President of the Philippines Rodrigo Duterte (left) with his Chinese counterpart Xi Jinping in 2016
When the president of the Philippines, Rodrigo Duterte, visited Beijing in October 2016, shook hands with his Chinese counterpart Xi Jinping and announced the “separation” of his country from the United States, it felt like a pivotal moment.
For decades after the Second World War, Manila was Washington’s staunchest ally in southeast Asia. Clark Air Base on Luzon island was run by the US Air Force until 1991, and only Japan gave more to the Philippines than the US in terms of aid commitments.
As the new century progressed, Tokyo’s fear of a rising Beijing forced it to commit more resources to the sprawling island chain. It donated patrol boats and financed and built infrastructure. In 2015, the Philippines signed a $2 billion loan agreement with the Japan International Cooperation Agency to fund a high-speed rail link between Manila and the city of Malolos.
Then came China’s coup. Duterte’s visit ruffled feathers not just in Tokyo and Washington, but across the region. When Xi pledged $24 billion in investment, including $9 billion in soft loans and a $3 billion credit line from the Bank of China, many assumed the die was cast. The Philippines, like other states such as Cambodia and Myanmar, would, it seemed, pivot toward Beijing.
But that didn’t happen. So far, the Philippines has signed just one loan agreement with China worth $73 million, to fund an irrigation project north of Manila. Two bridges in the capital, costing a total of $75 million and financed by Beijing, were opened to traffic in July. Yet none of the 27 deals signed between Xi and Duterte, including $15 billion in promised direct investments by mainland firms in domestic energy, port, mining and railway projects, have yet to materialize.
Ernesto Pernia, economic planning secretary, pointed to the lack of progress on China-backed projects in the Philippines as recently as July this year, adding that while financial assistance from Tokyo was speeding up, the process of securing funding from Beijing was “moving slower”.

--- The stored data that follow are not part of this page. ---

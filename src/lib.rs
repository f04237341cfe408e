// SPDX-License-Identifier: MPL-2.0

//! Photo Booth - three shots, one film strip
//!
//! This library provides the core functionality for the photo booth,
//! including camera capture, color filters, the capture session and strip
//! composition.
//!
//! # Architecture
//!
//! The crate is organized into several modules:
//!
//! - [`app`]: Session state, messages and handlers
//! - [`backends`]: Camera, haptics, shutter sound and share abstraction
//! - [`filters`]: The filter catalog and its pixel transforms
//! - [`pipelines`]: Photo capture and strip export pipelines
//! - [`config`]: User configuration handling
//! - [`terminal`]: Terminal front-end
//!
//! # Example
//!
//! ```ignore
//! // This is an interactive application, typically run via:
//! // photobooth
//! ```

pub mod app;
pub mod backends;
pub mod config;
pub mod constants;
pub mod errors;
pub mod filters;
pub mod pipelines;
pub mod terminal;

// Re-export commonly used types
pub use app::{AppModel, Message, View};
pub use config::Config;
pub use filters::FilterType;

He also emphasized the divergent cost of capital, noting that while China charges rates of between 2% and 3% on its loans, Japanese development banks and agencies typically impose rates of between 0.25% and 0.75%.
Other fish to fry
Some in Manila believe Beijing is just being slow off the mark with its projects – or that it has other fish to fry. The Belt and Road Initiative, China’s grand plan to redraw the global trade map in its own image, pulls it in many directions, and Beijing’s capital reserves, contrary to appearances, are not limitless.
But others say China was irked when Duterte visited Tokyo to shake hands with Japanese prime minister Shinzo Abe, exactly a year after pressing the flesh with Xi. The two leaders toasted a “golden age of strategic partnership”, with Abe pledging $6 billion in fresh investments, to be poured into the construction of new railways, roads, bridges, power plants and transmission lines.
This new funding augments an existing $9 billion aid package. In 2017, loans from Japan amounted to $4.84 billion, or 45% of all official development assistance (ODA) received by the Philippines that year, according to the National Economic and Development Authority.
Our focus is to get projects off the ground as fast as we can. Both countries have made commitments. Japan’s $9 billion is really helpful, but so is the money China is pledging- Carlos Dominguez, finance secretary, the Philippines
When Asiamoney met the Philippines’ finance secretary Carlos Dominguez in July, it was put to him that Manila might be playing Tokyo and Beijing off against each other, to maximize inward ODA flows and force the two sovereigns to compete over the cost of funding. Dominguez smiles.
“Our focus is to get projects off the ground as fast as we can,” he says. “Both countries have made commitments. Japan’s $9 billion is really helpful, but so is the money China is pledging. We are getting loans at below market value.”
But in a far broader context, Dominguez describes this as a “fight over the soul of Asia” between China and Japan, two countries with vast foreign exchange reserves and powerful export-oriented manufacturing sectors. The coming decades will see the two economic giants duke it out over the right to fund and build vital infrastructure worth trillions of dollars across Asia.
You can see this in the fight to build high-speed rail projects in Malaysia, Indonesia, Thailand, Cambodia and Laos.
Japan wants its bullet trains to whizz between the great cities of southeast Asia; China wants to crash the party and install its own high-speed locomotives.
Triumphs and failures are guaranteed. Sometimes both will lose: China and Japan have been criticized for cost overruns and delays on their respective Vietnamese light rail projects in Hanoi and Ho Chi Minh City.
There is one final piece of the jigsaw. This fight for Asia’s soul is just the latest chapter in a long and shifting history of bilateral rivalry. Usually there are two combatants, but this time, is there a third?
In June this year, Korea offered $1 billion in ODA to the Philippines, promising to build new roads and bridges.
“That’s double what they gave the last administration, and the Koreans build very good infrastructure,” says Dominguez. “Don’t count them out.”